— DATASET —
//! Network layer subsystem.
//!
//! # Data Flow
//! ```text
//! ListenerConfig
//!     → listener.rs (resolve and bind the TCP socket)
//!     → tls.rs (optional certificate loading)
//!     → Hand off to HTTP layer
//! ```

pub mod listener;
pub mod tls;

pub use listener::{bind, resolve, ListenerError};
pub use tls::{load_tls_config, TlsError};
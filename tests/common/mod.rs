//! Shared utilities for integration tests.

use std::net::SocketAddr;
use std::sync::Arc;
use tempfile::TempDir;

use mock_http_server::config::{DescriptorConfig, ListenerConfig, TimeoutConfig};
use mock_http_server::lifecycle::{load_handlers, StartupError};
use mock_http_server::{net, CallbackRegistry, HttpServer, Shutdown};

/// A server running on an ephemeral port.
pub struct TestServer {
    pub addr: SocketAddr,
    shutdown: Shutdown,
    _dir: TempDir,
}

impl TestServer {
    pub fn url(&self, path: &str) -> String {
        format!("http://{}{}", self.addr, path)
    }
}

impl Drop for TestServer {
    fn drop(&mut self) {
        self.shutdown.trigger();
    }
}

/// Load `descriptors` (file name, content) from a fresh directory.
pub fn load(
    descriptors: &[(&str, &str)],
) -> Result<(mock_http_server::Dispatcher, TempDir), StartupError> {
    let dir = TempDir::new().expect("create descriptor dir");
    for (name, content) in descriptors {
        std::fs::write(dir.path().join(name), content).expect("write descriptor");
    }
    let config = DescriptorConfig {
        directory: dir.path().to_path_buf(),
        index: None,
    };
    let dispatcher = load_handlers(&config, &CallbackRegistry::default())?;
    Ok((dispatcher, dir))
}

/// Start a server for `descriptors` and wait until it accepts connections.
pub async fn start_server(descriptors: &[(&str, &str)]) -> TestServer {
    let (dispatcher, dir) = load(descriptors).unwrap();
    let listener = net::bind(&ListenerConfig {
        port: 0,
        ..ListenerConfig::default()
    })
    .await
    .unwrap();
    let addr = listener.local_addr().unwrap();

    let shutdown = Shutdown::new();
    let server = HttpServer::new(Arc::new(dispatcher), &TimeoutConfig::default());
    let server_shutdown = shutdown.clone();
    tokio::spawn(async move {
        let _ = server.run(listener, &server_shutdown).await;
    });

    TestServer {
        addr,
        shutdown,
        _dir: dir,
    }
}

==

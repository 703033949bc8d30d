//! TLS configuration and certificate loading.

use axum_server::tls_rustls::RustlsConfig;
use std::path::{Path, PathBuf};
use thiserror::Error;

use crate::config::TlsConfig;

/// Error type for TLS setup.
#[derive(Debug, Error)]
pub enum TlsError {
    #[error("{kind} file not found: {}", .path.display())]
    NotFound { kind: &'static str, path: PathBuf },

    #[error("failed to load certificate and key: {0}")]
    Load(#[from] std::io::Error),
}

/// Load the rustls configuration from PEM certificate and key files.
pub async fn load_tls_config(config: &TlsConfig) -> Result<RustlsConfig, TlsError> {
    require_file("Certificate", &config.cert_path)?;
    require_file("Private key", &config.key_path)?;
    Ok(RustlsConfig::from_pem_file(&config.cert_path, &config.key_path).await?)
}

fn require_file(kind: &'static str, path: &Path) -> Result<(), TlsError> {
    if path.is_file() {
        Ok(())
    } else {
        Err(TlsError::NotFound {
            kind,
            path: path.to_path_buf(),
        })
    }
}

...

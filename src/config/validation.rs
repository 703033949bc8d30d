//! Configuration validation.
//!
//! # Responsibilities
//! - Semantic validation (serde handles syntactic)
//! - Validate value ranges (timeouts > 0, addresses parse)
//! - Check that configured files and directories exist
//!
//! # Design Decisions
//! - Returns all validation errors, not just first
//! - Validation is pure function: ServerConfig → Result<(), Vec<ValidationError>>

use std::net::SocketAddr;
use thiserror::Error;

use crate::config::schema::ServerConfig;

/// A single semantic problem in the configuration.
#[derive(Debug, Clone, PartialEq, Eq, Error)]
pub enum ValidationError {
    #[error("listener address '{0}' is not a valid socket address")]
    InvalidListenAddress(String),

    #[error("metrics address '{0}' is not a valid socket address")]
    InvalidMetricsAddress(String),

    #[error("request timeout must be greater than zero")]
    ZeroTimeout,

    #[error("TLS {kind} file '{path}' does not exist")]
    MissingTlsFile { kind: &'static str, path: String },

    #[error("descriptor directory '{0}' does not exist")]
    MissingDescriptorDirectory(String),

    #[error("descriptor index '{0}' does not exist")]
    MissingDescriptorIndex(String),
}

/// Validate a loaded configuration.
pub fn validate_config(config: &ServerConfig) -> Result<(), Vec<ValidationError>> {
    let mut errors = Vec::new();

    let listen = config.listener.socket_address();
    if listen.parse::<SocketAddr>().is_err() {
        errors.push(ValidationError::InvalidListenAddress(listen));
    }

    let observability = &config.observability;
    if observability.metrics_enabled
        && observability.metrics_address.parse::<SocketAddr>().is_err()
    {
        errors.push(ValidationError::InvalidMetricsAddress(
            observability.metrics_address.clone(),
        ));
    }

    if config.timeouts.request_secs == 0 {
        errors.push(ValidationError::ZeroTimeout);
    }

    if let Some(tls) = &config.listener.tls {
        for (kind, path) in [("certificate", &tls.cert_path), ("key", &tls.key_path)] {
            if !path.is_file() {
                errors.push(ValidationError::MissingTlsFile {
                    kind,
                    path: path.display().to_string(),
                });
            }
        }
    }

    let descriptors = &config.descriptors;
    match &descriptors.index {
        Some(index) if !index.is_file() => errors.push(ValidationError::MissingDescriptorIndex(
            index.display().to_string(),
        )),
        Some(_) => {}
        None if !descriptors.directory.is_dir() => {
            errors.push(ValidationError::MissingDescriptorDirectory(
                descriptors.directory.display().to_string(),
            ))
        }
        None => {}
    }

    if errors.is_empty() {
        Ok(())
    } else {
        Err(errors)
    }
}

— EXERCISE DESCRIPTION —
Show each line of the material above where "ValidationError" occurs.

— RESPONSE TO THE EXERCISE —
//! - Validation is pure function: ServerConfig → Result<(), Vec<ValidationError>>
pub enum ValidationError {
pub fn validate_config(config: &ServerConfig) -> Result<(), Vec<ValidationError>> {
        errors.push(ValidationError::InvalidListenAddress(listen));
        errors.push(ValidationError::InvalidMetricsAddress(
        errors.push(ValidationError::ZeroTimeout);
                errors.push(ValidationError::MissingTlsFile {
        Some(index) if !index.is_file() => errors.push(ValidationError::MissingDescriptorIndex(
            errors.push(ValidationError::MissingDescriptorDirectory(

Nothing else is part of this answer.